Ce qui nous a inquiété davantage, c'est que beaucoup de fidèles ont abandonné la communauté chrétienne pour adhérer à ces initiatives; nous avons été particulièrement choqués par la défection d'un jeune catéchiste de cette communauté.

Nous avons cherché à comprendre ensemble les causes de ces phénomènes qui souvent semblent rendre vaines les activités d'évangélisation dans nos communautés.

Depuis longtemps les journaux parlent de l'explosion des sectes, des phénomènes et des pratiques pseudo religieux dans la société camerounaise, dus à une situation généralisée de crise qui crée un climat de fatalisme, d'insécurité, de frustration et de profonde angoisse existentielle.

Ce climat général a des retombées dans les villages où n'importe qui peut prendre l'initiative de créer sa propre "église", c'est-à-dire un groupe qui s'adonne à des pratiques religieuses ambiguës. On profite du besoin psychologique de sûreté, de protection, de solidarité que les gens demandent et que le domaine d'un petit groupe donne l'illusion d'offrir.

Dans la réunion du conseil il a été souligné à la fois le vide spirituel que ces phénomènes font ressortir, et l'ignorance, le relativisme et le syncrétisme religieux qui les caractérisent.

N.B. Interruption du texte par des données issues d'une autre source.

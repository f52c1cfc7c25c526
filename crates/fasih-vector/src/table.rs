//! LanceDB connection and housekeeping helpers.
//!
//! Opens the database, creates tables, and keeps a small key/value `meta`
//! table describing how the stored vectors were produced.
use anyhow::Result;
use arrow_array::{RecordBatch, RecordBatchIterator, StringArray, TimestampMillisecondArray};
use chrono::Utc;
use futures::TryStreamExt;
use lancedb::query::ExecutableQuery;
use lancedb::{connect, Connection};
use std::collections::HashMap;
use std::sync::Arc;

use crate::schema::{build_meta_schema, META_TABLE};

pub const META_EMBEDDER_ID: &str = "embedder_id";
pub const META_DIM: &str = "dim";
pub const META_CORPUS_HASH: &str = "corpus_hash";
pub const META_RECORDS: &str = "records";

pub async fn open_db(uri: &str) -> Result<Connection> {
	Ok(connect(uri).execute().await?)
}

pub async fn table_exists(conn: &Connection, name: &str) -> Result<bool> {
	let names = conn.table_names().execute().await?;
	Ok(names.iter().any(|n| n == name))
}

/// Create `name` with the given rows; an empty `batches` creates an empty table.
pub async fn create_table(conn: &Connection, name: &str, schema: Arc<arrow_schema::Schema>, batches: Vec<RecordBatch>) -> Result<()> {
	let iter = RecordBatchIterator::new(batches.into_iter().map(Ok), schema);
	conn.create_table(name, Box::new(iter)).execute().await?;
	Ok(())
}

/// Write all metadata entries in one go. The table is created on first use.
pub async fn write_meta(conn: &Connection, entries: &[(&str, String)]) -> Result<()> {
	let now = Utc::now().timestamp_millis();
	let rb = RecordBatch::try_new(
		build_meta_schema(),
		vec![
			Arc::new(StringArray::from_iter_values(entries.iter().map(|(k, _)| *k))),
			Arc::new(StringArray::from_iter_values(entries.iter().map(|(_, v)| v.as_str()))),
			Arc::new(TimestampMillisecondArray::from(vec![now; entries.len()])),
		],
	)?;
	if table_exists(conn, META_TABLE).await? {
		let reader = Box::new(RecordBatchIterator::new(vec![Ok(rb)].into_iter(), build_meta_schema()));
		conn.open_table(META_TABLE).execute().await?.add(reader).execute().await?;
	} else {
		create_table(conn, META_TABLE, build_meta_schema(), vec![rb]).await?;
	}
	Ok(())
}

/// All metadata entries; later rows win for repeated keys.
pub async fn read_meta(conn: &Connection) -> Result<HashMap<String, String>> {
	let mut meta = HashMap::new();
	if !table_exists(conn, META_TABLE).await? {
		return Ok(meta);
	}
	let t = conn.open_table(META_TABLE).execute().await?;
	let mut stream = t.query().execute().await?;
	while let Some(batch) = stream.try_next().await? {
		let keys = batch.column_by_name("key").and_then(|c| c.as_any().downcast_ref::<StringArray>()).ok_or_else(|| anyhow::anyhow!("meta.key column missing"))?;
		let values = batch.column_by_name("value").and_then(|c| c.as_any().downcast_ref::<StringArray>()).ok_or_else(|| anyhow::anyhow!("meta.value column missing"))?;
		for i in 0..batch.num_rows() {
			meta.insert(keys.value(i).to_string(), values.value(i).to_string());
		}
	}
	Ok(meta)
}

D'ailleurs, il faut noter, que l'Église et ses valeurs évangéliques ne se sont pas enracinées dans la culture et la mentalité du village : dans cette région, l'évangélisation compte guère plus de soixante-dix ans et le lien d'appartenance à l'Église est faible par rapport à celui envers la famille ou envers les différentes associations villageoises.

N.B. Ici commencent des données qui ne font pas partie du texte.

use tantivy::schema::{IndexRecordOption, Schema, TextFieldIndexing, TextOptions, STORED};
use tantivy::tokenizer::{LowerCaser, TextAnalyzer, WhitespaceTokenizer};
use tantivy::Index;

/// Analyzer name for verse bodies. Text reaching it is already normalized,
/// so splitting on whitespace and lowercasing Latin residue is all it does.
pub const VERSE_TOKENIZER: &str = "verse_whitespace";

pub const POSITION_FIELD: &str = "position";
pub const CHUNK_ID_FIELD: &str = "chunk_id";
pub const BODY_FIELD: &str = "body";

pub fn build_schema() -> Schema {
	let mut schema_builder = Schema::builder();
	schema_builder.add_u64_field(POSITION_FIELD, STORED);
	schema_builder.add_u64_field(CHUNK_ID_FIELD, STORED);
	let body_indexing = TextFieldIndexing::default()
		.set_tokenizer(VERSE_TOKENIZER)
		.set_index_option(IndexRecordOption::WithFreqs);
	schema_builder.add_text_field(BODY_FIELD, TextOptions::default().set_indexing_options(body_indexing));
	schema_builder.build()
}

pub fn register_tokenizer(index: &Index) {
	let tokenizer = TextAnalyzer::builder(WhitespaceTokenizer::default())
		.filter(LowerCaser)
		.build();
	index.tokenizers().register(VERSE_TOKENIZER, tokenizer);
}
use anyhow::Result;
use candle_core::Device;

use fasih_core::config::DeviceKind;
use fasih_core::error::Error;

/// Resolve the configured device. An explicit `metal` fails when Metal is
/// missing; `auto` quietly falls back to the CPU.
pub fn select_device(kind: DeviceKind) -> Result<Device> {
    let device = match kind {
        DeviceKind::Cpu => Device::Cpu,
        DeviceKind::Metal => metal().ok_or_else(|| Error::Embedding("Metal device requested but not available".into()))?,
        DeviceKind::Auto => metal().unwrap_or(Device::Cpu),
    };
    tracing::info!(requested = ?kind, metal = device.is_metal(), "embedding device selected");
    Ok(device)
}

#[cfg(feature = "metal")]
fn metal() -> Option<Device> {
    Device::new_metal(0).ok()
}

#[cfg(not(feature = "metal"))]
fn metal() -> Option<Device> {
    None
}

La constatation de ces phénomènes assez fréquents nous a fait réfléchir sur la pénétration du message évangélique dans la vie de nos gens vu que, souvent, ils recherchent des solutions faciles et immédiates, animées par le magique, qui excluent l'effort, la fatigue d'un chemin de recherche rationnelle pour comprendre et résoudre tous les problèmes et toutes les difficultés qu'ils rencontrent dans leur vie.

Ce domaine irrationnel du "sacré" représente, dans la plupart des cas, une fuite des difficultés réelles, de l'engagement nécessaire pour les affronter, une tentative d'échapper aux souffrances, aux épreuves, à la croix.

Certains animateurs remarquent justement que pour beaucoup de fidèles on ne peut même pas parler de "foi", mais d'une vague religiosité et de pratiques pseudo religieuses, au centre desquelles chacun se pose soi-même avec tous ses problèmes. La foi, au contraire, est tournée vers le Christ, suppose confiance et abandon en Lui, dans l'acceptation des limites et des conditionnements de la vie qui reste toujours un don que nous ne pouvons nous approprier.

Ces phénomènes invitent à enraciner ses propres convictions et son propre comportement dans la Parole de Dieu. Elle n'est pas une simple réponse aux désirs de l'homme : elle interroge, suscite cette inquiétude qui produit en nous la conversion. Une Parole qui veut susciter en nous le désir d'une dimension plus profonde de la vie, qui met en question nos comportements et nos coutumes sociaux. Une Parole créatrice de dynamiques de liberté et d'ouverture à cette nouveauté qu'elle représente pour la vie de l'homme.

La réunion du conseil pastoral de Mbangassina a montré la nécessité d'approfondir les noyaux de l'évangélisation, prenant en considération aussi les activités de formation, pour que la foi personnelle et communautaire repose sur des bases très solides.